Standing on tiptoe to take down salad plates from the cabinet, she answered, “Noon would be perfect.”
He really should get off his ass and offer to help her, but frankly the view was too goddamned good to give up. Big as his shirt was on her, the stretching posture brought the tail riding up, revealing the sweet curve of her perfect and perfectly bare ass.
“Only don’t say too much about the foundation,” she warned. Retrieving the dishes, she closed the cabinet door. “She’s pretty sensitive about what she sees as ‘handouts.’”
Distracted, it took him a few seconds to find his way back into their conversation. “Right, no problem, I’ll just talk about myself.”
“Well, it is your favorite subject.” Setting down the plates, she shot him a dimpled grin.
“Sometimes,” he admitted, “but not always.” The night they’d met, she’d made it pretty clear she viewed him as a trust-fund brat, but did she really still see him that way?
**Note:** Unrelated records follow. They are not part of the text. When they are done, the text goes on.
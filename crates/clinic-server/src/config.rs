//! Server settings from flags and `CLINIC_*` environment variables.

use std::net::SocketAddr;
use std::path::PathBuf;

use chrono::Duration;
use clap::Parser;
use clinic_core::ClinicConfig;

#[derive(Parser, Debug, Clone)]
#[command(name = "clinic-server")]
#[command(about = "Clinic records, scheduling and bookkeeping HTTP API")]
pub struct ServerConfig {
    /// Bind address
    #[arg(long, env = "CLINIC_HOST", default_value = "127.0.0.1")]
    pub host: String,

    #[arg(short, long, env = "CLINIC_PORT", default_value_t = 8080)]
    pub port: u16,

    /// SQLite database file
    #[arg(long, env = "CLINIC_DATABASE", default_value = "clinic.db")]
    pub database: PathBuf,

    /// Root directory for X-ray uploads
    #[arg(long, env = "CLINIC_UPLOAD_DIR", default_value = "uploads")]
    pub upload_dir: PathBuf,

    /// Per-file upload limit in MiB
    #[arg(long, env = "CLINIC_MAX_UPLOAD_MB", default_value_t = 16)]
    pub max_upload_mb: u64,

    #[arg(long, env = "CLINIC_SESSION_TTL_HOURS", default_value_t = 12)]
    pub session_ttl_hours: i64,
}

impl ServerConfig {
    pub fn bind_addr(&self) -> anyhow::Result<SocketAddr> {
        Ok(format!("{}:{}", self.host, self.port).parse()?)
    }

    pub fn clinic_config(&self) -> ClinicConfig {
        ClinicConfig {
            max_upload_bytes: self.max_upload_mb.saturating_mul(1024 * 1024),
            session_ttl: Duration::hours(self.session_ttl_hours.max(1)),
            ..ClinicConfig::with_upload_root(&self.upload_dir)
        }
    }
}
Gaze snagging on her computer, lying open at the opposite end of the counter, he added, “Right now I’m pretty curious about what you’ve got going on your laptop?”
His earlier swooping in and carrying her upstairs to bed hadn’t exactly allowed time for tidying. That day’s reenactment had been of her only period piece, loosely based on
The Four Musketeers
. In the X-rated film adaptation, four male actors, the musketeers, had taken turns pleasuring and penetrating the delectably deceitful Milady de Winter—Sugar. Only in Cole’s version, there was only one Musketeer—him. A white pirate’s shirt repurposed from last Halloween, fitted riding pants, and boots he kept for his rare rides in Central Park, had brought him close enough to character. As for the plumed hat . . . well, there was no way that was happening.
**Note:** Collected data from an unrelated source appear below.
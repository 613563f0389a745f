//! Custom ledger category operations.

use chrono::NaiveDateTime;
use rusqlite::{params, OptionalExtension, Row};

use super::{Database, DbError, DbResult};
use crate::models::{Category, Direction, DoctorId};

const CATEGORY_COLUMNS: &str =
    "id, doctor_id, name, description, kind, color, is_active, created_at";

fn category_from_row(row: &Row<'_>) -> rusqlite::Result<Category> {
    Ok(Category {
        id: row.get(0)?,
        doctor_id: row.get(1)?,
        name: row.get(2)?,
        description: row.get(3)?,
        kind: row.get(4)?,
        color: row.get(5)?,
        is_active: row.get(6)?,
        created_at: row.get(7)?,
    })
}

impl Database {
    pub fn insert_category(
        &self,
        doctor_id: DoctorId,
        name: &str,
        description: Option<&str>,
        kind: Direction,
        color: &str,
        now: NaiveDateTime,
    ) -> DbResult<Category> {
        self.conn.execute(
            r#"
            INSERT INTO categories (doctor_id, name, description, kind, color, created_at)
            VALUES (?1, ?2, ?3, ?4, ?5, ?6)
            "#,
            params![doctor_id, name, description, kind, color, now],
        )?;
        let id = self.conn.last_insert_rowid();
        self.get_category(doctor_id, id)?
            .ok_or_else(|| DbError::NotFound(format!("category {}", id)))
    }

    pub fn update_category_row(
        &self,
        doctor_id: DoctorId,
        category_id: i64,
        name: &str,
        description: Option<&str>,
        color: &str,
    ) -> DbResult<bool> {
        let rows_affected = self.conn.execute(
            r#"
            UPDATE categories SET name = ?3, description = ?4, color = ?5
            WHERE doctor_id = ?1 AND id = ?2
            "#,
            params![doctor_id, category_id, name, description, color],
        )?;
        Ok(rows_affected > 0)
    }

    pub fn set_category_active(
        &self,
        doctor_id: DoctorId,
        category_id: i64,
        active: bool,
    ) -> DbResult<bool> {
        let rows_affected = self.conn.execute(
            "UPDATE categories SET is_active = ?3 WHERE doctor_id = ?1 AND id = ?2",
            params![doctor_id, category_id, active],
        )?;
        Ok(rows_affected > 0)
    }

    pub fn get_category(&self, doctor_id: DoctorId, category_id: i64) -> DbResult<Option<Category>> {
        self.conn
            .query_row(
                &format!(
                    "SELECT {} FROM categories WHERE doctor_id = ?1 AND id = ?2",
                    CATEGORY_COLUMNS
                ),
                params![doctor_id, category_id],
                category_from_row,
            )
            .optional()
            .map_err(Into::into)
    }

    /// A doctor's custom categories, optionally of one kind, by name.
    pub fn list_categories(
        &self,
        doctor_id: DoctorId,
        kind: Option<Direction>,
    ) -> DbResult<Vec<Category>> {
        let mut stmt = self.conn.prepare(&format!(
            r#"
            SELECT {} FROM categories
            WHERE doctor_id = ?1 AND (?2 IS NULL OR kind = ?2)
            ORDER BY kind, name
            "#,
            CATEGORY_COLUMNS
        ))?;
        let rows = stmt.query_map(params![doctor_id, kind], category_from_row)?;
        rows.collect::<Result<Vec<_>, _>>().map_err(Into::into)
    }

    /// True if an active custom category of this kind has the given name.
    pub fn active_category_exists(
        &self,
        doctor_id: DoctorId,
        kind: Direction,
        name: &str,
    ) -> DbResult<bool> {
        let count: i64 = self.conn.query_row(
            r#"
            SELECT COUNT(*) FROM categories
            WHERE doctor_id = ?1 AND kind = ?2 AND name = ?3 AND is_active = 1
            "#,
            params![doctor_id, kind, name],
            |row| row.get(0),
        )?;
        Ok(count > 0)
    }

    pub fn delete_category_row(&self, doctor_id: DoctorId, category_id: i64) -> DbResult<bool> {
        let rows_affected = self.conn.execute(
            "DELETE FROM categories WHERE doctor_id = ?1 AND id = ?2",
            params![doctor_id, category_id],
        )?;
        Ok(rows_affected > 0)
    }
}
Sarah had met him at the door. As always, she hadn’t disappointed. Corseted and dressed in tight-fitting, camel-colored pants, thigh-high boots, and boasting a black-velvet beauty patch on one cheek, she’d looked much as she had in the film.
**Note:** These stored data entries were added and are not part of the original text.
//! Patient database operations.

use chrono::NaiveDateTime;
use rusqlite::{params, OptionalExtension, Row};

use super::{Database, DbError, DbResult};
use crate::models::{DoctorId, Money, NewPatient, Patient, PatientUpdate};

const PATIENT_COLUMNS: &str = r#"
    doctor_id, local_id, name, phone, age, diagnosis, medicines,
    first_visit, next_visit, completed, amount_due, amount_paid,
    created_at, updated_at
"#;

fn patient_from_row(row: &Row<'_>) -> rusqlite::Result<Patient> {
    Ok(Patient {
        doctor_id: row.get(0)?,
        local_id: row.get(1)?,
        name: row.get(2)?,
        phone: row.get(3)?,
        age: row.get(4)?,
        diagnosis: row.get(5)?,
        medicines: row.get(6)?,
        first_visit: row.get(7)?,
        next_visit: row.get(8)?,
        completed: row.get(9)?,
        amount_due: row.get(10)?,
        amount_paid: row.get(11)?,
        created_at: row.get(12)?,
        updated_at: row.get(13)?,
    })
}

/// Escape `%`, `_` and `\` for a `LIKE ... ESCAPE '\'` pattern.
fn like_pattern(query: &str) -> String {
    let mut escaped = String::with_capacity(query.len() + 2);
    escaped.push('%');
    for c in query.chars() {
        if matches!(c, '%' | '_' | '\\') {
            escaped.push('\\');
        }
        escaped.push(c);
    }
    escaped.push('%');
    escaped
}

impl Database {
    /// Insert a new patient under an already-allocated local id.
    pub fn insert_patient(
        &self,
        doctor_id: DoctorId,
        local_id: i64,
        patient: &NewPatient,
        now: NaiveDateTime,
    ) -> DbResult<Patient> {
        self.conn.execute(
            r#"
            INSERT INTO patients (
                doctor_id, local_id, name, phone, age, diagnosis, medicines,
                amount_due, amount_paid, created_at, updated_at
            ) VALUES (?1, ?2, ?3, ?4, ?5, ?6, ?7, ?8, ?9, ?10, ?10)
            "#,
            params![
                doctor_id,
                local_id,
                patient.name,
                patient.phone,
                patient.age,
                patient.diagnosis,
                patient.medicines,
                patient.amount_due,
                patient.amount_paid,
                now,
            ],
        )?;
        self.get_patient(doctor_id, local_id)?
            .ok_or_else(|| DbError::NotFound(format!("patient {}", local_id)))
    }

    /// Update the editable fields of a patient.
    pub fn update_patient(
        &self,
        doctor_id: DoctorId,
        local_id: i64,
        update: &PatientUpdate,
        now: NaiveDateTime,
    ) -> DbResult<bool> {
        let rows_affected = self.conn.execute(
            r#"
            UPDATE patients SET
                name = ?3,
                phone = ?4,
                age = ?5,
                diagnosis = ?6,
                medicines = ?7,
                completed = ?8,
                updated_at = ?9
            WHERE doctor_id = ?1 AND local_id = ?2
            "#,
            params![
                doctor_id,
                local_id,
                update.name,
                update.phone,
                update.age,
                update.diagnosis,
                update.medicines,
                update.completed,
                now,
            ],
        )?;
        Ok(rows_affected > 0)
    }

    /// Get a patient by its doctor-scoped id.
    pub fn get_patient(&self, doctor_id: DoctorId, local_id: i64) -> DbResult<Option<Patient>> {
        self.conn
            .query_row(
                &format!(
                    "SELECT {} FROM patients WHERE doctor_id = ?1 AND local_id = ?2",
                    PATIENT_COLUMNS
                ),
                params![doctor_id, local_id],
                patient_from_row,
            )
            .optional()
            .map_err(Into::into)
    }

    pub fn patient_exists(&self, doctor_id: DoctorId, local_id: i64) -> DbResult<bool> {
        let count: i64 = self.conn.query_row(
            "SELECT COUNT(*) FROM patients WHERE doctor_id = ?1 AND local_id = ?2",
            params![doctor_id, local_id],
            |row| row.get(0),
        )?;
        Ok(count > 0)
    }

    /// List a doctor's patients by local id.
    pub fn list_patients(&self, doctor_id: DoctorId) -> DbResult<Vec<Patient>> {
        let mut stmt = self.conn.prepare(&format!(
            "SELECT {} FROM patients WHERE doctor_id = ? ORDER BY local_id",
            PATIENT_COLUMNS
        ))?;
        let rows = stmt.query_map([doctor_id], patient_from_row)?;
        rows.collect::<Result<Vec<_>, _>>().map_err(Into::into)
    }

    /// Case-insensitive substring search on name and phone; a numeric
    /// query also matches the local id exactly.
    pub fn search_patients(&self, doctor_id: DoctorId, query: &str) -> DbResult<Vec<Patient>> {
        let query = query.trim();
        let pattern = like_pattern(query);
        let id_match: Option<i64> = query.parse().ok();

        let mut stmt = self.conn.prepare(&format!(
            r#"
            SELECT {} FROM patients
            WHERE doctor_id = ?1
              AND (name LIKE ?2 ESCAPE '\' OR phone LIKE ?2 ESCAPE '\' OR local_id = ?3)
            ORDER BY local_id
            "#,
            PATIENT_COLUMNS
        ))?;
        let rows = stmt.query_map(params![doctor_id, pattern, id_match], patient_from_row)?;
        rows.collect::<Result<Vec<_>, _>>().map_err(Into::into)
    }

    /// Recompute `first_visit` as the earliest remaining visit.
    pub fn refresh_first_visit(&self, doctor_id: DoctorId, local_id: i64) -> DbResult<()> {
        self.conn.execute(
            r#"
            UPDATE patients SET first_visit = (
                SELECT MIN(visit_date) FROM visits
                WHERE doctor_id = ?1 AND patient_local_id = ?2
            )
            WHERE doctor_id = ?1 AND local_id = ?2
            "#,
            params![doctor_id, local_id],
        )?;
        Ok(())
    }

    /// Recompute `next_visit` as the earliest scheduled appointment at or
    /// after `now`.
    pub fn refresh_next_visit(
        &self,
        doctor_id: DoctorId,
        local_id: i64,
        now: NaiveDateTime,
    ) -> DbResult<()> {
        self.conn.execute(
            r#"
            UPDATE patients SET next_visit = (
                SELECT MIN(scheduled_at) FROM appointments
                WHERE doctor_id = ?1 AND patient_local_id = ?2
                  AND status = 'scheduled' AND scheduled_at >= ?3
            )
            WHERE doctor_id = ?1 AND local_id = ?2
            "#,
            params![doctor_id, local_id, now],
        )?;
        Ok(())
    }

    /// Delete the patient row only; dependents must already be gone.
    pub fn delete_patient_row(&self, doctor_id: DoctorId, local_id: i64) -> DbResult<bool> {
        let rows_affected = self.conn.execute(
            "DELETE FROM patients WHERE doctor_id = ?1 AND local_id = ?2",
            params![doctor_id, local_id],
        )?;
        Ok(rows_affected > 0)
    }

    /// Due and paid totals over the opening balance and all visits.
    pub fn patient_totals(&self, doctor_id: DoctorId, local_id: i64) -> DbResult<(Money, Money)> {
        self.conn
            .query_row(
                r#"
                SELECT
                    p.amount_due + COALESCE(
                        (SELECT SUM(amount_due) FROM visits
                         WHERE doctor_id = p.doctor_id AND patient_local_id = p.local_id), 0),
                    p.amount_paid + COALESCE(
                        (SELECT SUM(amount_paid) FROM visits
                         WHERE doctor_id = p.doctor_id AND patient_local_id = p.local_id), 0)
                FROM patients p
                WHERE p.doctor_id = ?1 AND p.local_id = ?2
                "#,
                params![doctor_id, local_id],
                |row| Ok((row.get(0)?, row.get(1)?)),
            )
            .optional()?
            .ok_or_else(|| DbError::NotFound(format!("patient {}", local_id)))
    }

    /// Sum of positive unpaid balances over all of a doctor's patients.
    pub fn outstanding_balance(&self, doctor_id: DoctorId) -> DbResult<Money> {
        self.conn
            .query_row(
                r#"
                SELECT COALESCE(SUM(CASE WHEN unpaid > 0 THEN unpaid ELSE 0 END), 0)
                FROM (
                    SELECT p.amount_due - p.amount_paid + COALESCE(
                        (SELECT SUM(amount_due - amount_paid) FROM visits
                         WHERE doctor_id = p.doctor_id AND patient_local_id = p.local_id), 0
                    ) AS unpaid
                    FROM patients p
                    WHERE p.doctor_id = ?
                )
                "#,
                [doctor_id],
                |row| row.get(0),
            )
            .map_err(Into::into)
    }

    /// Total and completed patient counts.
    pub fn count_patients(&self, doctor_id: DoctorId) -> DbResult<(usize, usize)> {
        let (total, completed): (i64, i64) = self.conn.query_row(
            r#"
            SELECT COUNT(*), COALESCE(SUM(completed), 0)
            FROM patients WHERE doctor_id = ?
            "#,
            [doctor_id],
            |row| Ok((row.get(0)?, row.get(1)?)),
        )?;
        Ok((total as usize, completed as usize))
    }

    /// Patients whose first visit falls in `[from, to)`.
    pub fn count_new_patients(
        &self,
        doctor_id: DoctorId,
        from: NaiveDateTime,
        to: NaiveDateTime,
    ) -> DbResult<usize> {
        let count: i64 = self.conn.query_row(
            r#"
            SELECT COUNT(*) FROM patients
            WHERE doctor_id = ?1 AND first_visit >= ?2 AND first_visit < ?3
            "#,
            params![doctor_id, from, to],
            |row| row.get(0),
        )?;
        Ok(count as usize)
    }

    /// Patients with a visit or appointment at or after `since`.
    pub fn count_active_patients(&self, doctor_id: DoctorId, since: NaiveDateTime) -> DbResult<usize> {
        let count: i64 = self.conn.query_row(
            r#"
            SELECT COUNT(*) FROM (
                SELECT patient_local_id FROM visits
                WHERE doctor_id = ?1 AND visit_date >= ?2
                UNION
                SELECT patient_local_id FROM appointments
                WHERE doctor_id = ?1 AND scheduled_at >= ?2
            )
            "#,
            params![doctor_id, since],
            |row| row.get(0),
        )?;
        Ok(count as usize)
    }
}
A dungeon room would have been difficult to improvise on the fly, but Sarah’s stripped bare bed had made a decent enough “rack.” The props were prosaic but effective. Silk scarves, in this case his ties, had seemed to suit “Milady’s” pleasure for restraint. Dragging a rubber “play” knife, also repurposed from his pirate costume, along her creamy, quivering body had been more arousing than Cole would have thought. By the time he’d penetrated her with his “sword,” they were both breathless and perspiring.
And now they were hungry. The frenzied fucking and the shared shower afterward had worked up an appetite. The leftover lasagna in Sarah’s refrigerator promised to be a satisfying early supper. Other than Sarah herself, Cole couldn’t think of anything he’d rather be eating.
Using a spatula to lift a wedge of lasagna into a microwavable dish, she said, “It’s just some . . . stuff I’m writing.” The pasta slid off the spatula and landed splat on the counter. “Shit,” she cursed, grabbing a handful of paper towels.
“What is it?” Cole prompted, wondering why she suddenly seemed so jumpy.
Maneuvering the mangled lasagna back into the dish, she answered without looking up. “It’s nothing.”